> MATERIAL PROVIDED:
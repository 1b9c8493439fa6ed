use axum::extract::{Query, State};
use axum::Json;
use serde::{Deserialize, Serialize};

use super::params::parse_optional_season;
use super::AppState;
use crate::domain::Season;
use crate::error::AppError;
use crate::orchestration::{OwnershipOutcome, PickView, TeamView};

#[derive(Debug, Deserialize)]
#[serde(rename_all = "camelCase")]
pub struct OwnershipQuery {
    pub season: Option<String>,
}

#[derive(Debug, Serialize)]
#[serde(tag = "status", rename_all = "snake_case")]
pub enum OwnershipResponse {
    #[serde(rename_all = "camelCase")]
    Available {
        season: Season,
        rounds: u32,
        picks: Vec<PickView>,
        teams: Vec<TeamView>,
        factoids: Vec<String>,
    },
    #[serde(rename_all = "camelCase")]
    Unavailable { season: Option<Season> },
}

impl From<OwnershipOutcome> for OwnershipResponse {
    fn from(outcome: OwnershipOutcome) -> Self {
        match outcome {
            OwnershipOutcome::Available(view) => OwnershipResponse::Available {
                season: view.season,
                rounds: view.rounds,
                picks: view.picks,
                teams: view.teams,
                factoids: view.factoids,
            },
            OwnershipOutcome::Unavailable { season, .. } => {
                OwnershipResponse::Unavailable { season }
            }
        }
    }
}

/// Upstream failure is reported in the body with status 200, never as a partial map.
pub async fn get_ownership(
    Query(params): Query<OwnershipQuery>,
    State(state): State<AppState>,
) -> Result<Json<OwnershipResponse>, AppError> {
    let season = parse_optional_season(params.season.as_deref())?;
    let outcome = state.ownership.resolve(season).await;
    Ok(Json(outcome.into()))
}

---

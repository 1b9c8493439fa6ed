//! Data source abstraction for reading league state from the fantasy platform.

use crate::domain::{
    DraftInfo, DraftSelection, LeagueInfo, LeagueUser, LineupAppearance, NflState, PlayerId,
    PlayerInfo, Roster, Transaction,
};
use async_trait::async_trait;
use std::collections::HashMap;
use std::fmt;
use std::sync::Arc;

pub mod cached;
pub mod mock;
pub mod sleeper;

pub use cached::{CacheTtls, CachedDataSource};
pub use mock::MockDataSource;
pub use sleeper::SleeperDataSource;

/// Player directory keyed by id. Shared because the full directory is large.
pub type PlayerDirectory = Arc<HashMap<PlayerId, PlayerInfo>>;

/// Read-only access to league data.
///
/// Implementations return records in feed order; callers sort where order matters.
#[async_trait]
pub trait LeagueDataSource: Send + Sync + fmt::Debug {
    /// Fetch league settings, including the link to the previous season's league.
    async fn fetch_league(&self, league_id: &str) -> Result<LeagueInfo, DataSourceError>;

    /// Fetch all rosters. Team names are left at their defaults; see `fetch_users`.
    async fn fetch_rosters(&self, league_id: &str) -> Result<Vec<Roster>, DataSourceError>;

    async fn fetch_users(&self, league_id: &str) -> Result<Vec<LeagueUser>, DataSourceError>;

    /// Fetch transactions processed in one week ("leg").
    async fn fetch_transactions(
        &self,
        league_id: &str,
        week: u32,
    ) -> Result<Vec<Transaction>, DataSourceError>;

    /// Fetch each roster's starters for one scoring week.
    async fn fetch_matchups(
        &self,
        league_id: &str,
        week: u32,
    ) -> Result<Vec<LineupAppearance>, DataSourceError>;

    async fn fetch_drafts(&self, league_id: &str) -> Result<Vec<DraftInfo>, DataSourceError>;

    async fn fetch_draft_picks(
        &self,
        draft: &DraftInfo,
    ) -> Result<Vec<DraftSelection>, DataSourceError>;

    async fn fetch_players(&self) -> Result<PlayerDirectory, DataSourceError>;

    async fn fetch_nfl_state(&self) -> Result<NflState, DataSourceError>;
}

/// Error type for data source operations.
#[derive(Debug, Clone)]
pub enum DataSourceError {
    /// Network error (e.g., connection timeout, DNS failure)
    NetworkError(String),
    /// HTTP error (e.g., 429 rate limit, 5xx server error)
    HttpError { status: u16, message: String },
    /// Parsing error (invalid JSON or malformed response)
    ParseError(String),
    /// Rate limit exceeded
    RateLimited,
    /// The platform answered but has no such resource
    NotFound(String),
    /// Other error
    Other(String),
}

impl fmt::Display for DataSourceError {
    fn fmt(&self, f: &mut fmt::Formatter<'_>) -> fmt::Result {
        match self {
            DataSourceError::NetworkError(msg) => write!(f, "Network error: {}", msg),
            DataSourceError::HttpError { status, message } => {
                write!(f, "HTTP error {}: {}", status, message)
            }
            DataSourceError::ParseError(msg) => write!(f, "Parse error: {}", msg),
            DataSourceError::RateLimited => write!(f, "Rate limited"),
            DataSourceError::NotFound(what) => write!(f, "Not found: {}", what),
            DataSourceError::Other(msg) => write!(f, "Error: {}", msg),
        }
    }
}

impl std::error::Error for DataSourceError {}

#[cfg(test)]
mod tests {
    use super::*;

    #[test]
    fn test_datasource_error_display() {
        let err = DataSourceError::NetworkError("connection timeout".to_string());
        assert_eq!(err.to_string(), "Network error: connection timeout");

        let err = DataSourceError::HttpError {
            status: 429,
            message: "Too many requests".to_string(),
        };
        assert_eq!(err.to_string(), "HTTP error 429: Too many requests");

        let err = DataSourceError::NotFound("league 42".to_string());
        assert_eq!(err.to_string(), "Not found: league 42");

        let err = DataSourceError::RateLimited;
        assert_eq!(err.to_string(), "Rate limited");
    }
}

> WORK TO BE COMPLETED:
From the entries above, give again exactly the lines running from the line with "previous season's league." to the line with "u16, message: String"; include both of those lines.

> REPLY:
    /// Fetch league settings, including the link to the previous season's league.
    async fn fetch_league(&self, league_id: &str) -> Result<LeagueInfo, DataSourceError>;

    /// Fetch all rosters. Team names are left at their defaults; see `fetch_users`.
    async fn fetch_rosters(&self, league_id: &str) -> Result<Vec<Roster>, DataSourceError>;

    async fn fetch_users(&self, league_id: &str) -> Result<Vec<LeagueUser>, DataSourceError>;

    /// Fetch transactions processed in one week ("leg").
    async fn fetch_transactions(
        &self,
        league_id: &str,
        week: u32,
    ) -> Result<Vec<Transaction>, DataSourceError>;

    /// Fetch each roster's starters for one scoring week.
    async fn fetch_matchups(
        &self,
        league_id: &str,
        week: u32,
    ) -> Result<Vec<LineupAppearance>, DataSourceError>;

    async fn fetch_drafts(&self, league_id: &str) -> Result<Vec<DraftInfo>, DataSourceError>;

    async fn fetch_draft_picks(
        &self,
        draft: &DraftInfo,
    ) -> Result<Vec<DraftSelection>, DataSourceError>;

    async fn fetch_players(&self) -> Result<PlayerDirectory, DataSourceError>;

    async fn fetch_nfl_state(&self) -> Result<NflState, DataSourceError>;
}

/// Error type for data source operations.
#[derive(Debug, Clone)]
pub enum DataSourceError {
    /// Network error (e.g., connection timeout, DNS failure)
    NetworkError(String),
    /// HTTP error (e.g., 429 rate limit, 5xx server error)
    HttpError { status: u16, message: String },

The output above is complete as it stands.